C'est à cause de la sangsue que j'étais couché là, au bord du marécage, semblable à un pêcheur, et déjà mon bras étendu avait été mordu dix fois, lorsqu'une bête plus belle se mit à mordre mon sang, Zarathoustra lui−même !

O bonheur! O miracle! Béni soit ce jour qui m'a attiré dans ce marécage! Bénie soit la meilleure ventouse, la plus vivante d'entre celles qui vivent aujourd'hui, bénie soit la grande sangsue des consciences, Zarathoustra!”

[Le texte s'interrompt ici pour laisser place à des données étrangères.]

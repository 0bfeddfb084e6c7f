//! # Export Subcommand
//!
//! Prints a registered schema as a JSON Schema (Draft 2020-12) document.

use std::io::Write;

use clap::Args;

use apidecl_schema::export::to_json_schema;
use apidecl_schema::{Registry, SchemaName, ValidationOptions};

/// Arguments for the export subcommand.
#[derive(Args, Debug)]
pub struct ExportArgs {
    /// Schema to export.
    pub schema: SchemaName,

    /// Close every object with `additionalProperties: false`.
    #[arg(long)]
    pub strict: bool,
}

/// Write the pretty-printed export to `out`.
pub fn run_export(args: &ExportArgs, out: &mut dyn Write) -> anyhow::Result<()> {
    let options = if args.strict {
        ValidationOptions::strict()
    } else {
        ValidationOptions::permissive()
    };
    let schema = to_json_schema(Registry::global(), args.schema, &options);
    serde_json::to_writer_pretty(&mut *out, &schema)?;
    writeln!(out)?;
    Ok(())
}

Ainsi parlait celui que Zarathoustra avait heurté; et Zarathoustra se réjouit de ses paroles et de leur allure fine et respectueuse. “Qui es−tu? Demanda−t−il en lui tendant la main, entre nous il reste beaucoup de choses à éclaircir et à rasséréner: mais il me semble déjà que le jour se lève clair et pur.” “Je suis le consciencieux de l'esprit, répondit celui qui était interrogé, et, dans les choses de l'esprit, il est difficile que quelqu'un s'y prenne d'une façon plus sévère, plus étroite et plus dure que moi, excepté celui de qui je l'ai appris, Zarathoustra lui−même.

Plutôt ne rien savoir que de savoir beaucoup de choses à moitié! Plutôt être un fou pour son propre compte qu'un sage dans l'opinion des autres! Moi—je vais au fond:—qu'importe qu'il soit petit ou grand? Qu'il s'appelle marécage ou bien ciel? Un morceau de terre large comme la main me suffit: pourvu que ce soit vraiment de la terre solide!

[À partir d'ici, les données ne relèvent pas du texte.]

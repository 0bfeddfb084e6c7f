//! # apidecl-core: Foundational Types
//!
//! The leaf of the apidecl crate DAG. Defines the generic value model that
//! every schema validates against, and the error type for faults that are
//! not document violations.
//!
//! ## Key Design Principles
//!
//! 1. **Closed value model.** [`Value`] has exactly six variants. Whatever
//!    wire format a document arrived in, it must be converted into this shape
//!    before validation. Conversions that cannot produce it fail at the
//!    ingestion boundary, never inside the validator.
//!
//! 2. **Violations are data, faults are errors.** A document that does not
//!    match its schema is reported as a list of violations. [`ApiDeclError`]
//!    is reserved for misuse of the API (unknown schema names, unconvertible
//!    input trees) so the two can never be confused.
//!
//! ## Crate Policy
//!
//! - No dependencies on other `apidecl-*` crates.
//! - No `unsafe` code.
//! - No `panic!()` or `.unwrap()` outside tests.

pub mod error;
pub mod value;

pub use error::ApiDeclError;
pub use value::{Value, ValueKind};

− Un morceau de terre large comme la main: on peut s'y tenir debout. Dans la vraie science consciencieuse il n'y a rien de grand et rien de petit.”

“Alors tu es peut−être celui qui cherche à connaître le sangsue? demanda Zarathoustra; tu poursuis la sangsue jusqu'à ses causes les plus profondes, toi qui es consciencieux?”

“O Zarathoustra, répondit celui que Zarathoustra avait heurté, ce serait une monstruosité, comment oserais−je m'aviser d'une pareille chose !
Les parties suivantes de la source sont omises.